En voici quelques-unes :

  • Il est impossible de manager de manière purement efficace avec comme boussole la seule dimension économique et d’assumer concrètement l’existence d’une responsabilité sociale et environnementale. C’est un truisme de le dire. Cette antinomie, pour une fois, est flagrante avec l’affaire Orpea mais elle existe souvent dans d’autres environnements même si elle peut être partiellement occultée par un storytelling (propagande disait on jadis) de bon aloi. Cependant, les faits sont têtus : entre l’efficacité totale et la vie (les valeurs incarnées dans le réel), il faut choisir. La responsabilité sociale, sociétale et environnementale, c’est avant tout préserver le sens des ensembles. Il y a toujours un prix à payer.
  • Lorsque la machine managériale se déchaîne, outre le pervers sadique qui peut en être le concepteur, l’homme de bonne volonté c’est-à-dire le salarié lambda apporte souvent son concours en connaissance de cause. En, effet, je ne crois ni au manager qui serait intrinsèquement un tordu ni à l’irresponsabilité totale des travailleurs. Le concours apporté par le travailleur ordinaire à un acte repréhensible (moralement et/ou légalement) traduit souvent une stratégie individuelle de défense. En outre, ce travailleur est souvent une victime consentante de ce que j’appelle la malédiction du fait :  lorsque quelque chose devient trop réelle, elle cesse d’être un problème. En l’espèce, à force de maltraiter ou d’assister à de la maltraitance, souvent, nous nous y accommodons. En effet, la puissance qui réveille la pensée est celle qui l’endort disait Charbonneau. Ceux qui ont appliqué ces procédures deshumanisantes chez Orpea, sortis de là, sont pourtant « d’honnêtes femmes » et « d’honnêtes hommes ». En matière de management, le salaud au sens de Sartre, c’est aussi l’homme ou la femme ordinaire.

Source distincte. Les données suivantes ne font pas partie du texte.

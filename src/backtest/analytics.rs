//! Backtest analytics and reporting

use crate::config::WinRateMethod;
use crate::portfolio::{Trade, TradeAction};
use crate::risk::TRADING_DAYS_PER_YEAR;
use rust_decimal::prelude::ToPrimitive;
use rust_decimal::Decimal;
use rust_decimal_macros::dec;
use serde::Serialize;
use std::collections::{HashMap, VecDeque};

/// Complete backtest results
#[derive(Debug, Clone, Serialize)]
pub struct BacktestResult {
    /// Traded symbol
    pub symbol: String,
    /// Strategy name
    pub strategy: String,
    /// Starting cash
    pub initial_cash: Decimal,
    /// Portfolio value after the last bar
    pub final_value: Decimal,
    /// (final - initial) / initial
    pub total_return: Decimal,
    /// Number of fills
    pub total_trades: usize,
    /// Initial cash followed by one valuation per bar
    pub portfolio_values: Vec<Decimal>,
    /// Fill log in execution order
    pub trades: Vec<Trade>,
    /// Per-bar Sharpe ratio
    pub sharpe_ratio: f64,
    /// Maximum drawdown fraction
    pub max_drawdown: Decimal,
    /// Historical VaR of per-bar returns
    pub var_5: f64,
    /// Fraction of completed round trips with positive P&L
    pub win_rate: f64,
}

impl BacktestResult {
    /// Per-bar returns of the value series
    pub fn returns(&self) -> Vec<f64> {
        period_returns(&self.portfolio_values)
    }

    /// Sharpe ratio scaled by sqrt(252)
    pub fn annualized_sharpe(&self) -> f64 {
        self.sharpe_ratio * TRADING_DAYS_PER_YEAR.sqrt()
    }

    /// Format as table for CLI output
    pub fn format_table(&self) -> String {
        format!(
            r#"
══════════════════════════════════════════════════════
               BACKTEST RESULTS
══════════════════════════════════════════════════════
Symbol:           {}
Strategy:         {}
Initial Capital:  {:.2}
Final Value:      {:.2}
Total Return:     {:+.2}%
Total Trades:     {}

RISK METRICS
───────────────────────────────────────────────────────
Sharpe Ratio:     {:.3}
Max Drawdown:     {:.2}%
VaR (5%):         {:.2}%
Win Rate:         {:.2}%
══════════════════════════════════════════════════════
"#,
            self.symbol,
            self.strategy,
            self.initial_cash,
            self.final_value,
            self.total_return * dec!(100),
            self.total_trades,
            self.sharpe_ratio,
            self.max_drawdown * dec!(100),
            self.var_5 * 100.0,
            self.win_rate * 100.0,
        )
    }
}

/// Simple returns between consecutive values
///
/// A zero previous value yields a 0 return for that step.
pub fn period_returns(values: &[Decimal]) -> Vec<f64> {
    values
        .windows(2)
        .map(|pair| {
            if pair[0].is_zero() {
                0.0
            } else {
                ((pair[1] - pair[0]) / pair[0]).to_f64().unwrap_or(0.0)
            }
        })
        .collect()
}

/// Share of completed round trips that made money
///
/// Fewer than 2 trades, or no completed round trip, gives 0.
pub fn win_rate(trades: &[Trade], method: WinRateMethod) -> f64 {
    if trades.len() < 2 {
        return 0.0;
    }

    let (wins, completed) = match method {
        WinRateMethod::Positional => positional_outcomes(trades),
        WinRateMethod::Matched => matched_outcomes(trades),
    };

    if completed == 0 {
        0.0
    } else {
        wins as f64 / completed as f64
    }
}

/// Pairs log entries (0,1), (2,3), ... regardless of symbol
///
/// Within a pair the BUY is the entry and the SELL the exit; a pair without
/// one of each is skipped. Profit uses the buy quantity.
fn positional_outcomes(trades: &[Trade]) -> (usize, usize) {
    let mut wins = 0;
    let mut completed = 0;

    for pair in trades.chunks_exact(2) {
        let (first, second) = (&pair[0], &pair[1]);
        let buy = if first.action == TradeAction::Buy { first } else { second };
        let sell = if second.action == TradeAction::Sell { second } else { first };

        if buy.action == TradeAction::Buy && sell.action == TradeAction::Sell {
            let profit = (sell.price - buy.price) * Decimal::from(buy.quantity);
            if profit > Decimal::ZERO {
                wins += 1;
            }
            completed += 1;
        }
    }

    (wins, completed)
}

/// Matches each sell FIFO against open buy lots of the same symbol
///
/// Every sell that closes at least one share is one completed trade.
fn matched_outcomes(trades: &[Trade]) -> (usize, usize) {
    let mut lots: HashMap<&str, VecDeque<(Decimal, u64)>> = HashMap::new();
    let mut wins = 0;
    let mut completed = 0;

    for trade in trades {
        let open = lots.entry(trade.symbol.as_str()).or_default();
        match trade.action {
            TradeAction::Buy => open.push_back((trade.price, trade.quantity)),
            TradeAction::Sell => {
                let mut remaining = trade.quantity;
                let mut closed = 0u64;
                let mut pnl = Decimal::ZERO;

                while remaining > 0 {
                    let Some(lot) = open.front_mut() else { break };
                    let take = remaining.min(lot.1);
                    pnl += (trade.price - lot.0) * Decimal::from(take);
                    lot.1 -= take;
                    remaining -= take;
                    closed += take;
                    if lot.1 == 0 {
                        open.pop_front();
                    }
                }

                if closed > 0 {
                    completed += 1;
                    if pnl > Decimal::ZERO {
                        wins += 1;
                    }
                }
            }
        }
    }

    (wins, completed)
}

  • Comme pour tout, ce qui donne du sens au management, c’est la limite. Cette limite n’est jamais extro-déterminée par un discours, par des valeurs proclamées, par le charisme d’un leader…. La limite s’institue in situ, elle se construit par le truchement de délibérations collectives entre travailleurs sur le travail bien fait. Les délibérations portent bien-sûr sur les règles techniques du travail mais aussi sur les valeurs. Réduire ou supprimer les espaces de délibérations par une séparation nette entre conception et exécution avec des environnements de travail non capacitants, c’est isoler les travailleurs les uns les autres et laisser le champ libre au règne de la procédure (de la force) sans âme donc sans limite.

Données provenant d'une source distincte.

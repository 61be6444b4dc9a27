//! CSV import and export of daily bars
//!
//! Expected header: `date,open,high,low,close,volume`. Extra columns are
//! ignored; dates are `YYYY-MM-DD`.

use super::{Bar, DataError, PriceSeries};
use std::fs::File;
use std::path::Path;

/// Load and validate a series from a CSV file
pub fn load_csv(path: impl AsRef<Path>, symbol: &str) -> Result<PriceSeries, DataError> {
    let path = path.as_ref();
    let file = File::open(path).map_err(|source| DataError::Io {
        path: path.to_path_buf(),
        source,
    })?;

    let mut reader = csv::ReaderBuilder::new()
        .trim(csv::Trim::All)
        .from_reader(file);

    let bars = reader
        .deserialize::<Bar>()
        .collect::<Result<Vec<_>, _>>()?;

    tracing::debug!(?path, symbol, bars = bars.len(), "Loaded CSV series");
    PriceSeries::new(symbol, bars)
}

/// Write a series to CSV, creating parent directories as needed
pub fn write_csv(series: &PriceSeries, path: impl AsRef<Path>) -> Result<(), DataError> {
    let path = path.as_ref();
    if let Some(parent) = path.parent().filter(|p| !p.as_os_str().is_empty()) {
        std::fs::create_dir_all(parent).map_err(|source| DataError::Io {
            path: parent.to_path_buf(),
            source,
        })?;
    }

    let file = File::create(path).map_err(|source| DataError::Io {
        path: path.to_path_buf(),
        source,
    })?;

    let mut writer = csv::Writer::from_writer(file);
    for bar in series.bars() {
        writer.serialize(bar)?;
    }
    writer.flush().map_err(|source| DataError::Io {
        path: path.to_path_buf(),
        source,
    })?;

    Ok(())
}
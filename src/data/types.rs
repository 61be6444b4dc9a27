//! Market data types

use chrono::NaiveDate;
use rust_decimal::Decimal;
use serde::{Deserialize, Serialize};
use std::path::PathBuf;
use thiserror::Error;

/// Data supply errors
#[derive(Debug, Error)]
pub enum DataError {
    /// Underlying file error
    #[error("I/O error on {path:?}: {source}")]
    Io {
        path: PathBuf,
        #[source]
        source: std::io::Error,
    },
    /// Malformed CSV or missing column
    #[error("CSV error: {0}")]
    Csv(#[from] csv::Error),
    /// Bar violates high >= open/close >= low > 0
    #[error("Inconsistent bar for {symbol} on {date}")]
    InvalidBar { symbol: String, date: NaiveDate },
    /// Dates not strictly increasing
    #[error("Bars for {symbol} out of order at {date}")]
    OutOfOrder { symbol: String, date: NaiveDate },
    /// Generated price not representable
    #[error("Synthetic price not representable: {0}")]
    InvalidPrice(f64),
    /// Return volatility negative or not finite
    #[error("Volatility must be finite and non-negative, got {0}")]
    InvalidVolatility(f64),
}

/// One daily OHLCV observation
#[derive(Debug, Clone, PartialEq, Serialize, Deserialize)]
pub struct Bar {
    pub date: NaiveDate,
    #[serde(with = "rust_decimal::serde::str")]
    pub open: Decimal,
    #[serde(with = "rust_decimal::serde::str")]
    pub high: Decimal,
    #[serde(with = "rust_decimal::serde::str")]
    pub low: Decimal,
    #[serde(with = "rust_decimal::serde::str")]
    pub close: Decimal,
    pub volume: u64,
}

impl Bar {
    /// True when high bounds open/close from above, low from below, and low > 0
    pub fn is_consistent(&self) -> bool {
        self.high >= self.open.max(self.close)
            && self.low <= self.open.min(self.close)
            && self.low > Decimal::ZERO
    }
}

/// Chronologically ordered bars for one symbol
#[derive(Debug, Clone, PartialEq)]
pub struct PriceSeries {
    symbol: String,
    bars: Vec<Bar>,
}

impl PriceSeries {
    /// Build a series, rejecting inconsistent or out-of-order bars
    pub fn new(symbol: impl Into<String>, bars: Vec<Bar>) -> Result<Self, DataError> {
        let symbol = symbol.into();

        for (i, bar) in bars.iter().enumerate() {
            if !bar.is_consistent() {
                return Err(DataError::InvalidBar {
                    symbol,
                    date: bar.date,
                });
            }
            if i > 0 && bar.date <= bars[i - 1].date {
                return Err(DataError::OutOfOrder {
                    symbol,
                    date: bar.date,
                });
            }
        }

        Ok(Self { symbol, bars })
    }

    /// Series where every bar has open = high = low = close
    ///
    /// Dates are consecutive days from `start`.
    pub fn from_closes(
        symbol: impl Into<String>,
        start: NaiveDate,
        closes: &[Decimal],
    ) -> Result<Self, DataError> {
        let bars = start
            .iter_days()
            .zip(closes)
            .map(|(date, &close)| Bar {
                date,
                open: close,
                high: close,
                low: close,
                close,
                volume: 0,
            })
            .collect();
        Self::new(symbol, bars)
    }

    pub fn symbol(&self) -> &str {
        &self.symbol
    }

    pub fn bars(&self) -> &[Bar] {
        &self.bars
    }

    pub fn len(&self) -> usize {
        self.bars.len()
    }

    pub fn is_empty(&self) -> bool {
        self.bars.is_empty()
    }

    /// Bar at position `index`
    pub fn get(&self, index: usize) -> Option<&Bar> {
        self.bars.get(index)
    }

    /// Bar dated `date`
    pub fn get_by_date(&self, date: NaiveDate) -> Option<&Bar> {
        self.bars
            .binary_search_by_key(&date, |bar| bar.date)
            .ok()
            .map(|i| &self.bars[i])
    }

    /// Close prices, oldest first
    pub fn closes(&self) -> Vec<Decimal> {
        self.bars.iter().map(|bar| bar.close).collect()
    }

    /// Sub-series with `start <= date <= end`, either bound optional
    pub fn between(&self, start: Option<NaiveDate>, end: Option<NaiveDate>) -> PriceSeries {
        let bars = self
            .bars
            .iter()
            .filter(|bar| start.map_or(true, |s| bar.date >= s))
            .filter(|bar| end.map_or(true, |e| bar.date <= e))
            .cloned()
            .collect();
        PriceSeries {
            symbol: self.symbol.clone(),
            bars,
        }
    }

    /// Last close
    pub fn latest_price(&self) -> Option<Decimal> {
        self.bars.last().map(|bar| bar.close)
    }

    /// Last `days` closes, oldest first
    pub fn price_history(&self, days: usize) -> Vec<Decimal> {
        let start = self.bars.len().saturating_sub(days);
        self.bars[start..].iter().map(|bar| bar.close).collect()
    }
}
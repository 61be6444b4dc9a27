//! Position sizing and exposure limits

use super::metrics;
use crate::config::RiskConfig;
use rust_decimal::prelude::ToPrimitive;
use rust_decimal::Decimal;
use rust_decimal_macros::dec;
use std::collections::HashMap;

/// Risk budget for a single run, fixed at construction
#[derive(Debug, Clone)]
pub struct RiskManager {
    /// Max fraction of portfolio value held in one position
    max_position_size: Decimal,
    /// Max fraction of portfolio value lost if a stop is hit
    max_portfolio_risk: Decimal,
}

impl RiskManager {
    /// Create a risk manager with explicit limits
    pub fn new(max_position_size: Decimal, max_portfolio_risk: Decimal) -> Self {
        Self {
            max_position_size,
            max_portfolio_risk,
        }
    }

    /// Create from RiskConfig
    pub fn from_config(config: &RiskConfig) -> Self {
        Self::new(config.max_position_size, config.max_portfolio_risk)
    }

    pub fn max_position_size(&self) -> Decimal {
        self.max_position_size
    }

    pub fn max_portfolio_risk(&self) -> Decimal {
        self.max_portfolio_risk
    }

    /// Whole shares to buy at `entry_price` with a stop at `stop_loss`
    ///
    /// Smaller of two caps:
    /// - risk: `floor(value * max_portfolio_risk / |entry - stop|)`
    /// - exposure: `floor(value * max_position_size / entry)`
    ///
    /// Returns 0 when the stop equals the entry or the entry price is not
    /// positive.
    pub fn calculate_position_size(
        &self,
        portfolio_value: Decimal,
        entry_price: Decimal,
        stop_loss: Decimal,
    ) -> u64 {
        let risk_per_share = (entry_price - stop_loss).abs();
        if risk_per_share.is_zero() || entry_price <= Decimal::ZERO {
            return 0;
        }

        let max_risk_amount = portfolio_value * self.max_portfolio_risk;
        let max_shares_by_risk = whole_shares(max_risk_amount / risk_per_share);

        let max_position_value = portfolio_value * self.max_position_size;
        let max_shares_by_size = whole_shares(max_position_value / entry_price);

        max_shares_by_risk.min(max_shares_by_size)
    }

    /// Historical VaR, see [`metrics::value_at_risk`]
    pub fn calculate_var(&self, returns: &[f64], confidence_level: f64) -> f64 {
        metrics::value_at_risk(returns, confidence_level)
    }

    /// Sharpe ratio, see [`metrics::sharpe_ratio`]
    pub fn calculate_sharpe_ratio(&self, returns: &[f64], risk_free_rate: f64) -> f64 {
        metrics::sharpe_ratio(returns, risk_free_rate)
    }

    /// Max drawdown, see [`metrics::max_drawdown`]
    pub fn calculate_max_drawdown(&self, values: &[Decimal]) -> Decimal {
        metrics::max_drawdown(values)
    }

    /// Flag each priced position whose weight exceeds `max_position_size`
    ///
    /// Unpriced symbols are skipped. A non-positive portfolio value gives an
    /// empty map since weights are undefined.
    pub fn check_position_limits(
        &self,
        portfolio_value: Decimal,
        positions: &HashMap<String, u64>,
        prices: &HashMap<String, Decimal>,
    ) -> HashMap<String, bool> {
        self.weights(portfolio_value, positions, prices)
            .map(|(symbol, _, _, weight)| {
                (symbol.clone(), weight > self.max_position_size)
            })
            .collect()
    }

    /// Share delta bringing each over-limit position back to the limit
    ///
    /// Negative deltas are sell-downs. Positions within limits get no entry.
    pub fn suggest_rebalancing(
        &self,
        portfolio_value: Decimal,
        positions: &HashMap<String, u64>,
        prices: &HashMap<String, Decimal>,
    ) -> HashMap<String, i64> {
        self.weights(portfolio_value, positions, prices)
            .filter(|(_, _, _, weight)| *weight > self.max_position_size)
            .map(|(symbol, quantity, price, _)| {
                let target = (portfolio_value * self.max_position_size / price)
                    .floor()
                    .to_i64()
                    .unwrap_or(0);
                (symbol.clone(), target - quantity as i64)
            })
            .collect()
    }

    fn weights<'a>(
        &self,
        portfolio_value: Decimal,
        positions: &'a HashMap<String, u64>,
        prices: &'a HashMap<String, Decimal>,
    ) -> impl Iterator<Item = (&'a String, u64, Decimal, Decimal)> + 'a {
        let valid = portfolio_value > Decimal::ZERO;
        positions
            .iter()
            .filter(move |_| valid)
            .filter_map(move |(symbol, &quantity)| {
                let Some(&price) = prices.get(symbol) else {
                    tracing::warn!(%symbol, quantity, "No price for position, skipping");
                    return None;
                };
                let weight = Decimal::from(quantity) * price / portfolio_value;
                Some((symbol, quantity, price, weight))
            })
    }
}

impl Default for RiskManager {
    fn default() -> Self {
        Self {
            max_position_size: dec!(0.10), // 10% per position
            max_portfolio_risk: dec!(0.02), // 2% risked per trade
        }
    }
}

fn whole_shares(shares: Decimal) -> u64 {
    shares.floor().to_u64().unwrap_or(0)
}
//! Strategy signal types

use serde::{Deserialize, Serialize};
use std::fmt;

/// Trading decision for the latest bar
#[derive(Debug, Clone, Copy, PartialEq, Eq, Hash, Default, Serialize, Deserialize)]
pub enum Signal {
    /// Exit (or short, where supported)
    Sell,
    /// Do nothing
    #[default]
    Hold,
    /// Enter long
    Buy,
}

impl Signal {
    /// Numeric form in {-1, 0, 1}
    pub fn as_i8(self) -> i8 {
        match self {
            Signal::Sell => -1,
            Signal::Hold => 0,
            Signal::Buy => 1,
        }
    }
}

impl TryFrom<i8> for Signal {
    type Error = i8;

    fn try_from(value: i8) -> Result<Self, Self::Error> {
        match value {
            -1 => Ok(Signal::Sell),
            0 => Ok(Signal::Hold),
            1 => Ok(Signal::Buy),
            other => Err(other),
        }
    }
}

impl fmt::Display for Signal {
    fn fmt(&self, f: &mut fmt::Formatter<'_>) -> fmt::Result {
        write!(f, "{}", self.as_i8())
    }
}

  • Tout ce qui est mis en management quelle que soit la forme (entreprise, association…) ou la finalité (prendre soin des personnes âgées, soigner des malades, produire des biens et des services de première nécessité…), sans esprit de renoncement (la fameuse éthique de la non puissance de Jacques Ellul), ou pour le dire au sens Rousseauiste du terme, sans pitié, se transforme de fait en élément d’une machine et devient un rouage de la machine. La pitié, « bien que naturelle » nous dit Rousseau, est « cœur de l’homme » mais « resterait éternellement inactive sans l’imagination qui la met en jeu » car « celui qui n’imagine rien ne sent que lui-même ; il est seul au milieu du genre humain ». Seule cette pitié, dont la source est la peur dont nous parlait Hans Jonas peut nous permettre de prendre nos responsabilités et ainsi sortir du diktat infernal de la machine managériale car le management n’est pas neutre, il est aveugle.

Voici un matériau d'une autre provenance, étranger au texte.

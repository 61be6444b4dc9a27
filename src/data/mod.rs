//! Market data supply
//!
//! Daily OHLCV series from CSV files or a seeded synthetic generator, plus
//! technical indicators over their closes

mod csv_io;
mod indicators;
mod loader;
mod synthetic;
mod types;

pub use csv_io::{load_csv, write_csv};
pub use indicators::{
    bollinger_bands, ema, rolling_std, rsi, sma, BollingerBands, TechnicalIndicators,
};
pub use loader::DataLoader;
pub use synthetic::SyntheticGenerator;
pub use types::{Bar, DataError, PriceSeries};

L’affaire Orpea est un cas d’école pour ceux qui s’intéressent aux dérives managériales. Elle nous apporte une preuve de plus que lorsque l’efficacité devient la seule finalité, tout devient moyen y compris des personnes âgées sans défense ayant dévouées leurs vies à construire la nôtre. Orpea ne doit pas devenir un bouc émissaire car elle est juste une très bonne élève d’une idéologie gestionnaire. La mère des batailles consiste à   s’attaquer intellectuellement à l’ignorance qui produit ce management paresseux qui met en péril non seulement le « travaillé ensemble », les métiers mais aussi une certaine conception de l’homme et de la société. En effet, comme le pointait Emmanuel Mounier, l’accumulation de beaucoup de désordres secrets finit toujours par produire une maladie publique. Le management est plus que jamais un sujet politique.